Johnson told the story of Amira, a Syrian refugee living in Jordan whose sons died in the Syrian conflict.
“I personally enjoyed the chance to hear genuine stories as opposed to numbers and statistics," said sophomore Audra Bass. "It left a stronger impression on me and made a larger impact in the audience about conveying the refugees’ experiences.”
The twelve students spent their semester working with Suzanne Shanahan, director of the Kenan Institute for Ethics, learning about resettled refugees in Durham. They met weekly for dinner with faculty and took classes together to learn about how displacement affects the social identity and well-being of refugees. The students traveled to Nepal and Jordan mid-semester to conduct their field research.
“It was an extraordinary experience to guide the work and research of the students and see their personal growth in learning about the refugee experiences,” Shanahan said.

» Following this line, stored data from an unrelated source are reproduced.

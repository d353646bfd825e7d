//! Erasure coding capability for stripestore.
//!
//! A stripe is `k` data chunks plus `m` parity chunks, each `chunk_size`
//! bytes. All schemes implemented here are linear over GF(2^8), which the
//! degraded-update path relies on: the parity effect of a data-chunk delta
//! can be computed by encoding a zero stripe carrying only the delta.

use anyhow::{bail, Result};

mod raid;
mod rs;

pub use raid::{Raid0, Raid1, Raid5};
pub use rs::ReedSolomonCoding;

/// Supported coding schemes.
#[derive(Debug, Clone, Copy, PartialEq, Eq)]
pub enum Scheme {
    Raid0,
    Raid1,
    Raid5,
    Rs,
}

impl std::str::FromStr for Scheme {
    type Err = anyhow::Error;

    fn from_str(s: &str) -> Result<Self> {
        match s {
            "raid0" => Ok(Scheme::Raid0),
            "raid1" => Ok(Scheme::Raid1),
            "raid5" => Ok(Scheme::Raid5),
            "rs" => Ok(Scheme::Rs),
            other => bail!("unknown coding scheme: {other}"),
        }
    }
}

/// Construct a coding instance for the given scheme and stripe geometry.
pub fn instantiate(scheme: Scheme, k: usize, m: usize, chunk_size: usize) -> Result<Box<dyn Coding>> {
    match scheme {
        Scheme::Raid0 => Ok(Box::new(Raid0::new(k, chunk_size)?)),
        Scheme::Raid1 => Ok(Box::new(Raid1::new(k, m, chunk_size)?)),
        Scheme::Raid5 => Ok(Box::new(Raid5::new(k, m, chunk_size)?)),
        Scheme::Rs => Ok(Box::new(ReedSolomonCoding::new(k, m, chunk_size)?)),
    }
}

/// XOR `src` into `dst` in place. Lengths must match.
pub fn bitwise_xor(dst: &mut [u8], src: &[u8]) {
    debug_assert_eq!(dst.len(), src.len());
    // Chunked to let the compiler vectorize the common whole-word prefix.
    let (dst_words, dst_tail) = dst.split_at_mut(src.len() / 8 * 8);
    let (src_words, src_tail) = src.split_at(src.len() / 8 * 8);
    for (d, s) in dst_words.chunks_exact_mut(8).zip(src_words.chunks_exact(8)) {
        let x = u64::from_ne_bytes(d.try_into().unwrap()) ^ u64::from_ne_bytes(s.try_into().unwrap());
        d.copy_from_slice(&x.to_ne_bytes());
    }
    for (d, s) in dst_tail.iter_mut().zip(src_tail) {
        *d ^= s;
    }
}

/// An all-zero chunk buffer. Stands in for chunks with no written data and
/// for bytes beyond a chunk's declared length.
pub fn zeros(chunk_size: usize) -> Vec<u8> {
    vec![0u8; chunk_size]
}

/// One erasure-coding scheme bound to a `(k, m, chunk_size)` geometry.
pub trait Coding: Send + Sync {
    fn k(&self) -> usize;
    fn m(&self) -> usize;
    fn chunk_size(&self) -> usize;

    /// Generate the `parity_index`-th parity chunk (0-based within the
    /// parity range) from the `k` data chunks.
    fn encode(&self, data: &[Vec<u8>], parity_index: usize, parity: &mut [u8]) -> Result<()>;

    /// Rebuild the missing entries of a full stripe in place. `chunks` has
    /// `k + m` entries; `present[i]` tells whether `chunks[i]` holds live
    /// bytes. On success every rebuilt entry contains the original bytes.
    fn decode(&self, chunks: &mut [Vec<u8>], present: &[bool]) -> Result<()>;

    /// Parity effect of a data-chunk delta: the bytes to XOR into parity
    /// chunk `parity_index` at the same offset where `delta` was XORed into
    /// data chunk `data_index`. Valid for any linear scheme, which is all of
    /// them here.
    fn parity_delta(&self, data_index: usize, parity_index: usize, delta: &[u8]) -> Result<Vec<u8>> {
        let mut stripe = vec![vec![0u8; delta.len()]; self.k()];
        stripe[data_index].copy_from_slice(delta);
        let mut out = vec![0u8; delta.len()];
        self.encode_prefix(&stripe, parity_index, &mut out)?;
        Ok(out)
    }

    /// Like `encode`, but over data buffers that may be shorter than
    /// `chunk_size` (used for delta computation). Default delegates to
    /// `encode` for schemes whose arithmetic is length-agnostic.
    fn encode_prefix(&self, data: &[Vec<u8>], parity_index: usize, parity: &mut [u8]) -> Result<()> {
        self.encode(data, parity_index, parity)
    }

    /// Resolve seal-status disagreement between surviving parity chunks
    /// before decoding.
    ///
    /// `seen[j][i]` is parity `j`'s belief about whether data chunk `i` was
    /// sealed when the parity was produced; `sealed[i]` is the authoritative
    /// status (a data chunk is sealed if any survivor saw it sealed). A
    /// parity that has not yet folded in a sealed data chunk's bytes gets
    /// the missing contribution XORed in, so all survivors describe the same
    /// stripe. Data chunks being repaired into a parity must be present.
    fn force_seal(
        &self,
        chunks: &mut [Vec<u8>],
        present: &[bool],
        seen: &[Vec<bool>],
        sealed: &[bool],
    ) -> Result<()> {
        let k = self.k();
        for j in 0..self.m() {
            if !present[k + j] {
                continue;
            }
            for i in 0..k {
                if seen[j][i] == sealed[i] {
                    continue;
                }
                if !present[i] {
                    bail!(
                        "cannot repair parity {j}: data chunk {i} disagrees on seal status but is unavailable"
                    );
                }
                let contribution = self.parity_delta(i, j, &chunks[i].clone())?;
                bitwise_xor(&mut chunks[k + j], &contribution);
            }
        }
        Ok(())
    }
}

pub(crate) fn check_geometry(k: usize, m: usize, chunk_size: usize) -> Result<()> {
    if k == 0 {
        bail!("k must be at least 1");
    }
    if chunk_size == 0 {
        bail!("chunk size must be non-zero");
    }
    let _ = m;
    Ok(())
}

pub(crate) fn check_stripe(chunks: &[Vec<u8>], present: &[bool], n: usize) -> Result<()> {
    if chunks.len() != n || present.len() != n {
        bail!("stripe has {} chunks, expected {n}", chunks.len());
    }
    Ok(())
}

#[cfg(test)]
mod tests {
    use super::*;

    #[test]
    fn xor_is_involutive() {
        let a: Vec<u8> = (0..37).collect();
        let b: Vec<u8> = (0..37).map(|i| i * 7 + 3).collect();
        let mut c = a.clone();
        bitwise_xor(&mut c, &b);
        bitwise_xor(&mut c, &b);
        assert_eq!(a, c);
    }

    #[test]
    fn scheme_parses() {
        assert_eq!("rs".parse::<Scheme>().unwrap(), Scheme::Rs);
        assert_eq!("raid5".parse::<Scheme>().unwrap(), Scheme::Raid5);
        assert!("raid6".parse::<Scheme>().is_err());
    }

    #[test]
    fn force_seal_repairs_lagging_parity() {
        // k=2, m=1 XOR parity. Parity 0 was produced before data chunk 1
        // sealed, so it is missing chunk 1's contribution.
        let coding = Raid5::new(2, 1, 16).unwrap();
        let d0 = vec![0xAAu8; 16];
        let d1 = vec![0x0Fu8; 16];
        let stale_parity = d0.clone(); // only chunk 0 folded in

        let mut chunks = vec![d0.clone(), d1.clone(), stale_parity];
        let present = vec![true, true, true];
        let seen = vec![vec![true, false]];
        let sealed = vec![true, true];
        coding.force_seal(&mut chunks, &present, &seen, &sealed).unwrap();

        let mut expect = d0;
        bitwise_xor(&mut expect, &d1);
        assert_eq!(chunks[2], expect);
    }

    #[test]
    fn force_seal_needs_the_disagreeing_chunk() {
        let coding = Raid5::new(2, 1, 8).unwrap();
        let mut chunks = vec![vec![1u8; 8], vec![0u8; 8], vec![1u8; 8]];
        let present = vec![true, false, true];
        let seen = vec![vec![true, false]];
        let sealed = vec![true, true];
        assert!(coding.force_seal(&mut chunks, &present, &seen, &sealed).is_err());
    }
}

Each story reflected a different aspect of a refugee’s life, from an Iraqi ballet dancer's inability to teach dance to a tailor’s frustration with the resettlement process. A sense of stagnation and powerlessness was a common theme that permeated through the stories.
“This is the type of event that inspires my interest in learning more about the human rights issues involved in Iraq, Syria and Bhutan,” said sophomore Tyler Nelson, one of many students who attended the presentation.
DukeImmerse students also said that they appreciated the opportunity to share their stories with a wider audience.
“I feel privileged to be a part of DukeImmerse," said sophomore Elizabeth Hoyler. "It was a real gift to tell the powerful stories that are important for people to hear.”